Postnatal depression
There is a high rate of depression among women in the 12 months following childbirth. Community surveys have shown a prevalence of up to 20% and around 5% of women will consult their GP regarding depression during the postnatal period. These findings have given rise to the concept of postnatal depression as a discrete disorder, somehow different to other depressive illnesses, perhaps as a result of hormonal changes occurring after childbirth. This has been helpful in promoting the acceptance of depression in the postnatal period and reducing the feelings of shame felt by women who are not experiencing the happiness babies are expected to bring.

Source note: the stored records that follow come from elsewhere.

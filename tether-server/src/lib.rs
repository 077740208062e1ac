//! # tether-server
//!
//! Serving side of the Tether transport.
//!
//! - **Hub**: `BroadcastHub` with JSON, file and byte subscriber registries
//! - **Service**: `TetherService` dispatches calls behind the auth gate
//! - **Files**: `FileStore` for upload, download and list beneath a storage root
//! - **Screen**: `ScreenSource` seam with a synthetic test-pattern source
//! - **Server**: TCP accept loop, one task per link and per call
//! - **Console**: operator commands that trigger broadcasts

pub mod console;
pub mod events;
pub mod files;
pub mod hub;
pub mod screen;
pub mod server;
pub mod service;

pub use events::ServerEvent;
pub use files::FileStore;
pub use hub::{BroadcastHub, BroadcastReport, PushSink, SubscriberInfo, SubscriptionKind};
pub use screen::{ScreenSource, SyntheticScreen};
pub use server::Server;
pub use service::TetherService;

The epidemiology of depression in the postnatal period suggests the condition is not distinct from other depressive disorders. While the baby blues, consisting of a brief period of tearfulness, anxiety, irritability and fatigue, occurring in mothers typically around four days after delivery, may well be linked to hormonal changes, this does not seem to be the case with depression. There is no peak of new cases of depression in the first few weeks of the postnatal period, and the period of raised risk extends throughout the first year. Hormonal treatments, such as progesterone, do not appear to be effective. There is also no difference between the symptoms of depression in the postnatal period and those occurring at other times of life, and risk factors are also similar.

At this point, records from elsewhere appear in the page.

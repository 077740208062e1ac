//! Operator console.
//!
//! ```text
//! broadcast-file <path>            push a file to every file subscriber
//! broadcast-json <type> <json>     push an envelope to every duplex subscriber
//! broadcast-bytes <type> <text>    push bytes to every byte subscriber
//! subscribers                      list registered subscribers
//! help
//! quit
//! ```

use std::path::PathBuf;
use std::str::FromStr;
use std::sync::Arc;

use tokio::io::{AsyncBufRead, AsyncBufReadExt};
use tokio_util::sync::CancellationToken;
use tracing::warn;

use tether_core::{ByteMessage, JsonEnvelope};

use crate::hub::{BroadcastHub, BroadcastReport};

#[derive(Debug, Clone, PartialEq, Eq)]
pub enum ConsoleCommand {
    BroadcastFile(PathBuf),
    BroadcastJson { kind: String, json: String },
    BroadcastBytes { kind: String, text: String },
    Subscribers,
    Help,
    Quit,
}

impl FromStr for ConsoleCommand {
    type Err = String;

    fn from_str(line: &str) -> Result<Self, Self::Err> {
        let line = line.trim();
        let (verb, rest) = line.split_once(char::is_whitespace).unwrap_or((line, ""));
        let rest = rest.trim();

        match verb {
            "broadcast-file" if !rest.is_empty() => Ok(Self::BroadcastFile(PathBuf::from(rest))),
            "broadcast-json" | "broadcast-bytes" => {
                let Some((kind, body)) = rest.split_once(char::is_whitespace) else {
                    return Err(format!("usage: {verb} <type> <payload>"));
                };
                let (kind, body) = (kind.to_string(), body.trim().to_string());
                if verb == "broadcast-json" {
                    Ok(Self::BroadcastJson { kind, json: body })
                } else {
                    Ok(Self::BroadcastBytes { kind, text: body })
                }
            }
            "broadcast-file" => Err("usage: broadcast-file <path>".into()),
            "subscribers" => Ok(Self::Subscribers),
            "help" | "?" => Ok(Self::Help),
            "quit" | "exit" => Ok(Self::Quit),
            other => Err(format!("unknown command: {other} (try help)")),
        }
    }
}

const HELP: &str = "\
commands:
  broadcast-file <path>
  broadcast-json <type> <json>
  broadcast-bytes <type> <text>
  subscribers
  quit";

/// Read commands from `input` until `quit`, end of input, or shutdown.
/// `quit` cancels `shutdown`.
pub async fn run_console<R>(input: R, hub: Arc<BroadcastHub>, shutdown: CancellationToken)
where
    R: AsyncBufRead + Unpin,
{
    let mut lines = input.lines();
    loop {
        let line = tokio::select! {
            _ = shutdown.cancelled() => return,
            line = lines.next_line() => line,
        };
        let line = match line {
            Ok(Some(line)) => line,
            Ok(None) => return,
            Err(e) => {
                warn!("console read failed: {e}");
                return;
            }
        };
        if line.trim().is_empty() {
            continue;
        }
        match line.parse::<ConsoleCommand>() {
            Ok(ConsoleCommand::Quit) => {
                shutdown.cancel();
                return;
            }
            Ok(command) => println!("{}", execute(&hub, command).await),
            Err(e) => println!("{e}"),
        }
    }
}

/// Run one command and describe the outcome.
pub async fn execute(hub: &BroadcastHub, command: ConsoleCommand) -> String {
    match command {
        ConsoleCommand::BroadcastFile(path) => match hub.broadcast_file(&path).await {
            Ok(report) => describe(&report),
            Err(e) => format!("broadcast failed: {e}"),
        },
        ConsoleCommand::BroadcastJson { kind, json } => {
            if let Err(e) = serde_json::from_str::<serde_json::Value>(&json) {
                return format!("invalid json: {e}");
            }
            describe(&hub.broadcast_json(&JsonEnvelope::new(kind, json)).await)
        }
        ConsoleCommand::BroadcastBytes { kind, text } => {
            describe(&hub.broadcast_bytes(&ByteMessage::new(kind, text.into_bytes())).await)
        }
        ConsoleCommand::Subscribers => {
            let subscribers = hub.subscribers();
            if subscribers.is_empty() {
                return "no subscribers".into();
            }
            subscribers
                .iter()
                .map(|s| format!("{:>4}  {:<5}  {}", s.id, s.kind, s.label))
                .collect::<Vec<_>>()
                .join("\n")
        }
        ConsoleCommand::Help => HELP.into(),
        ConsoleCommand::Quit => "bye".into(),
    }
}

fn describe(report: &BroadcastReport) -> String {
    if report.is_failure() {
        format!("broadcast failed: {report}")
    } else {
        report.to_string()
    }
}

#[cfg(test)]
mod tests {
    use super::*;

    #[test]
    fn parses_commands() {
        assert_eq!(
            "broadcast-file  /tmp/a b.txt ".parse::<ConsoleCommand>().unwrap(),
            ConsoleCommand::BroadcastFile(PathBuf::from("/tmp/a b.txt"))
        );
        assert_eq!(
            r#"broadcast-json alert {"level": 3}"#.parse::<ConsoleCommand>().unwrap(),
            ConsoleCommand::BroadcastJson {
                kind: "alert".into(),
                json: r#"{"level": 3}"#.into()
            }
        );
        assert_eq!("subscribers".parse::<ConsoleCommand>().unwrap(), ConsoleCommand::Subscribers);
        assert_eq!("quit".parse::<ConsoleCommand>().unwrap(), ConsoleCommand::Quit);
        assert!("broadcast-json onlytype".parse::<ConsoleCommand>().is_err());
        assert!("broadcast-file".parse::<ConsoleCommand>().is_err());
        assert!("reboot".parse::<ConsoleCommand>().is_err());
    }

    #[tokio::test]
    async fn broadcasts_without_subscribers_report_failure() {
        let hub = BroadcastHub::default();
        let out = execute(&hub, ConsoleCommand::BroadcastBytes { kind: "t".into(), text: "x".into() }).await;
        assert_eq!(out, "broadcast failed: reached 0 of 0 subscribers");
        let out = execute(&hub, ConsoleCommand::BroadcastJson { kind: "t".into(), json: "{nope".into() }).await;
        assert!(out.starts_with("invalid json"));
    }

    #[tokio::test]
    async fn quit_cancels_shutdown() {
        let hub = Arc::new(BroadcastHub::default());
        let shutdown = CancellationToken::new();
        let input: &[u8] = b"subscribers\nquit\nsubscribers\n";
        run_console(input, hub, shutdown.clone()).await;
        assert!(shutdown.is_cancelled());
    }
}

It seems more likely that raised rate of depression in the postnatal period is the result of psychological and social factors. Looking after a baby is challenging and the risk of depression is increased in cases of neonatal illness. The arrival of a new child has a great effect on relationships and family finances, and social isolation may occur. Notably, postnatal depression is more common following the birth of a first child and unwanted pregnancies, which suggests that adjustment to motherhood is an important factor.
Standard treatments for depression should be offered. Specific interventions, such as mother and baby groups, may be particularly helpful for women struggling to adjust to motherhood and those who have become socially isolated. Consideration of drug treatments should take into account the problems that may be encountered during breast-feeding, which are summarised below. Drugs with sedative effects should be prescribed with caution if there are not other people available to care for the baby.